The quip at the state dinner handed Macron an irresistible opening, transforming the evening into a three-way diplomatic spectacle.
Yaël Braun-Pivet, president of France’s National Assembly, condemned Trump’s earlier remarks about Macron’s marriage. “We are currently discussing the future of the world. Right now in Iran, this is having consequences for the lives of millions of people. People are dying on the battlefield, and we have a president who is laughing, who is mocking others,” she told French radio station France Info.
Even Manuel Bompard of the hard-left France Unbowed party broke ranks to defend Macron, calling Trump’s comments “absolutely unacceptable.”
Strategic Divides Behind the Insults
The personal insults obscure a deeper strategic divide.

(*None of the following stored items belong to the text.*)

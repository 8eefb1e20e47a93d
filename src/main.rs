mod adapters;
mod app;
mod config_store;
mod core;
mod global_constants;
mod presentation;
mod server;
mod utils;

use std::sync::Arc;

use adapters::{CsvExportSink, GoogleCustomSearchClient};
use app::SearchApp;
use config_store::ConfigStore;

#[tokio::main(flavor = "current_thread")]
async fn main() -> anyhow::Result<()> {
    env_logger::init();

    log::info!(
        "{} Starting {}",
        global_constants::LOG_TAG_MAIN,
        global_constants::APPLICATION_NAME
    );

    let config_store = ConfigStore::default_location();
    log::info!(
        "{} Using config file {:?}",
        global_constants::LOG_TAG_MAIN,
        config_store.config_path()
    );
    let page_fetcher = Arc::new(GoogleCustomSearchClient::new()?);
    let export_sink = CsvExportSink::new(global_constants::EXPORT_FILE_NAME);

    let app = match SearchApp::build(config_store, page_fetcher, export_sink) {
        Ok(app) => Arc::new(app),
        Err(error) => {
            log::error!("{} {}", global_constants::LOG_TAG_MAIN, error);
            return Err(error.into());
        }
    };

    let bind_address = format!(
        "{}:{}",
        global_constants::SERVER_BIND_ADDRESS,
        global_constants::SERVER_PORT
    );
    let listener = server::bind_listener(&bind_address).await?;

    println!("{}", global_constants::STARTUP_BANNER);
    utils::open_in_browser(&utils::local_url(global_constants::SERVER_PORT));

    server::run_server(app, listener).await
}
use crate::global_constants;

pub fn local_url(port: u16) -> String {
    format!("http://localhost:{}", port)
}

/// Opens `url` in the default browser. Failing to do so is not fatal; the
/// operator is told where to point a browser instead.
pub fn open_in_browser(url: &str) -> bool {
    match open::that(url) {
        Ok(()) => {
            log::info!("{} Opened {}", global_constants::LOG_TAG_BROWSER, url);
            true
        }
        Err(error) => {
            log::warn!(
                "{} Unable to open browser: {}",
                global_constants::LOG_TAG_BROWSER,
                error
            );
            println!("Unable to open browser. Please visit {} in your browser", url);
            false
        }
    }
}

While European allies broadly supported U.S.-Israeli strikes on Iran’s nuclear infrastructure last year, the scale and ambiguity of the current campaign have eroded that backing. France has deployed jets and air defense systems to protect Arab allies in the Persian Gulf and stationed naval assets off the coast of Cyprus, an EU member state that has come under drone attack.
But Paris has refused to commit naval forces to reopen the Strait of Hormuz, joining Spain and Italy in barring U.S. aircraft from using its airbases for the bombing campaign. Trump, in turn, has lashed out at NATO allies, branding the alliance a “paper tiger.”
Macron’s Campaign for European Autonomy
The current spat is the culmination of months of friction. In a Jan. 8 speech to French ambassadors at the Élysée Palace, Macron accused Washington of “neocolonial aggressiveness” and warned that the United States “is gradually turning away from some of its allies and breaking free from the international rules that it was until recently promoting.”
That speech came five days after U.S. forces struck Caracas and captured Venezuelan President Nicolás Maduro on Jan. 3, and as the Trump administration continued to insist on a possible acquisition of Greenland. Macron has since used every available platform to push for European strategic autonomy, telling diplomats at Davos that Europe rejects “new colonialism and new imperialism” and that “we do prefer respect to bullies.”
For now, the spectacle of a French president trolling an American one during a British state visit has only deepened the sense that the postwar Western order is fraying in real time. Whether King Charles’s jokes were a subtle rebuke to Trump, a crafty piece of diplomatic theater, or simply royal wit, they accomplished something rare in modern diplomacy: they made everyone watching pick a side.